Just getting to 400m RPS (from scratch, no using AWS or a CDN to help) for just a toy app / static content is a huge accomplishment.

brink · on Aug 15, 2021

Sure, from a numbers standpoint it's a lot. But from a technical perspective, serving mostly static data is not that interesting.

asdfasgasdgasdg · on Aug 15, 2021

> But from a technical perspective, serving mostly static data is not that interesting.

The difference between mostly static and completely static is where the interesting bit is. The two categories beget completely different solutions, especially when serving stale data is not acceptable, as in the case we're looking at.

brink · on Aug 16, 2021

Well I guess it is to some people..

asdfasgasdgasdg · on Aug 16, 2021

You aren't aware of what is involved in a system like this. You believe it's simple, and so you believe it would be technically uninteresting. But you are mistaken in that belief. Go read the Zanzibar paper[1] -- Google's analogue to the AWS system we're discussing -- then come back and tell me with a straight face that that is technically uninteresting. If so, I'll at least learn that we have different views on what technical interesting-ness is.

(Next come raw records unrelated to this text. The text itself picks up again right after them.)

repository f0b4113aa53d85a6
mod dispatch;
mod routes;
mod state;

use std::net::SocketAddr;
use std::path::PathBuf;

use anyhow::{Context, Result, bail};
use axum::Router;
use clap::Parser;
use tracing::info;
use tracing_subscriber::EnvFilter;

use calhook_core::AppConfig;

use crate::state::AppState;

#[derive(Parser)]
#[command(name = "calhook")]
#[command(about = "Receive calendar webhooks and write meeting links into event custom fields")]
struct Cli {
    /// Config file (defaults to ~/.config/calhook/config.toml)
    #[arg(short, long)]
    config: Option<PathBuf>,

    /// Listen address, overriding the config file (e.g., "0.0.0.0:8080")
    #[arg(short, long)]
    listen: Option<SocketAddr>,
}

#[tokio::main]
async fn main() -> Result<()> {
    tracing_subscriber::fmt()
        .with_env_filter(
            EnvFilter::try_from_default_env().unwrap_or_else(|_| EnvFilter::new("info")),
        )
        .init();

    let cli = Cli::parse();

    let config_path = match cli.config {
        Some(path) => path,
        None => {
            let path = AppConfig::config_path()?;
            if !path.exists() {
                AppConfig::create_sample_config(&path)?;
                bail!(
                    "No config found. A sample was written to {} - fill it in and restart.",
                    path.display()
                );
            }
            path
        }
    };

    let mut config = AppConfig::load(&config_path)
        .with_context(|| format!("Could not load config from {}", config_path.display()))?;

    if let Some(listen) = cli.listen {
        config.listen_addr = listen;
    }

    let addr = config.listen_addr;
    let links = config.links.len();
    let state = AppState::new(config)?;

    let app = Router::new()
        .merge(routes::webhook::router())
        .merge(routes::health::router())
        .with_state(state);

    info!(%addr, links, "calhook listening");

    let listener = tokio::net::TcpListener::bind(addr)
        .await
        .with_context(|| format!("Could not bind {addr}"))?;
    axum::serve(listener, app).await?;

    Ok(())
}
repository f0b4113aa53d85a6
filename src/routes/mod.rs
pub mod health;
pub mod webhook;
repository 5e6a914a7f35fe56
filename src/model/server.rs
use serde::Serialize;

use super::{Side, TileView};

#[derive(Debug, Clone, Copy, PartialEq, Eq, Serialize)]
#[serde(rename_all = "camelCase")]
pub enum JoinErrorKind {
    RoomNotFound,
    WrongPasscode,
    RoomFull,
}

impl JoinErrorKind {
    pub fn message(&self) -> &'static str {
        match self {
            Self::RoomNotFound => "Room doesn't exist!",
            Self::WrongPasscode => "Incorrect passcode!",
            Self::RoomFull => "Room is full! Please try another room.",
        }
    }
}

/// Why a match ended. Forfeit only exists at the protocol layer; the win
/// evaluator itself never produces it.
#[derive(Debug, Clone, Copy, PartialEq, Eq, Serialize)]
#[serde(rename_all = "camelCase")]
pub enum EndReason {
    MineTriggered,
    TerritoryMajority,
    Forfeit,
}

#[derive(Debug, Clone, Serialize)]
#[serde(tag = "type")]
pub enum ServerMessage {
    #[serde(rename = "roomJoined", rename_all = "camelCase")]
    RoomJoined { room_id: String, side: Side },
    #[serde(rename = "joinError")]
    JoinError {
        kind: JoinErrorKind,
        message: String,
    },
    #[serde(rename = "initialBoard")]
    InitialBoard {
        height: usize,
        width: usize,
        mines: usize,
        board: Vec<Vec<TileView>>,
    },
    #[serde(rename = "gameStart")]
    GameStart,
    #[serde(rename = "updateBoard")]
    UpdateBoard { board: Vec<Vec<TileView>> },
    #[serde(rename = "gameEnd", rename_all = "camelCase")]
    GameEnd { winning_side: Side, reason: EndReason },
}
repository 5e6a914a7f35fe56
use std::{env, time::Duration};

use tokio::time;
use tracing::{debug, info};

use crate::logic::Rooms;

pub async fn start_cleanup_task(rooms: Rooms) {
    let cleanup_interval_secs: u64 = env::var("CLEANUP_INTERVAL_SECONDS")
        .unwrap_or_else(|_| "60".to_string())
        .parse()
        .unwrap_or(60);

    let inactive_timeout_secs: u64 = env::var("INACTIVE_ROOM_TIMEOUT_SECONDS")
        .unwrap_or_else(|_| "600".to_string())
        .parse()
        .unwrap_or(600);

    let finished_timeout_secs: u64 = env::var("FINISHED_ROOM_TIMEOUT_SECONDS")
        .unwrap_or_else(|_| "86400".to_string())
        .parse()
        .unwrap_or(86400);

    let mut interval = time::interval(Duration::from_secs(cleanup_interval_secs));

    info!(
        "Started room cleanup task: checking every {}s, inactive timeout: {}s, finished timeout: {}s",
        cleanup_interval_secs, inactive_timeout_secs, finished_timeout_secs
    );

    loop {
        interval.tick().await;
        cleanup_rooms(&rooms, inactive_timeout_secs, finished_timeout_secs).await;
    }
}

async fn cleanup_rooms(rooms: &Rooms, inactive_timeout_secs: u64, finished_timeout_secs: u64) {
    let mut rooms_to_remove = Vec::new();

    // First pass: identify rooms to remove
    for entry in rooms.iter() {
        let room_id = entry.key();
        let room = entry.value();

        // Try to lock the room, skip if we can't (probably in use)
        if let Ok(room_guard) = room.try_lock()
            && room_guard.should_cleanup(inactive_timeout_secs, finished_timeout_secs)
        {
            rooms_to_remove.push(room_id.clone());
        }
    }

    // Second pass: remove identified rooms
    let removed_count = rooms_to_remove.len();
    for room_id in rooms_to_remove {
        rooms.remove(&room_id);
        debug!("Cleaned up room: {}", room_id);
    }

    if removed_count > 0 {
        info!("Cleaned up {} abandoned rooms", removed_count);
    }
}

[1]: https://research.google/pubs/pub48190/

new_realist · on Aug 16, 2021

Google’s problems are interesting. Amazon’s are mostly brute force obviousness.

amelius · on Aug 15, 2021

> you truly underestimate how high of throughput this is

I suppose this comment falls in the same category as "never underestimate the bandwidth of a truck full of tapes".

Yes, the numbers are huge. Whether it is a technical achievement is another question entirely.

artwr · on Aug 15, 2021

A lot of the calls in the organizations I have worked for use assume role and are usually associated with temporary credentials. Those are often shortish lived and not static

orf · on Aug 15, 2021

The policy documents don't change that much I think, but there is more than that that goes into evaluating a policy. You've got resource + org policies, all kinds of tags, complex conditionals, per-assumption stuff etc etc. Fascinating problem space.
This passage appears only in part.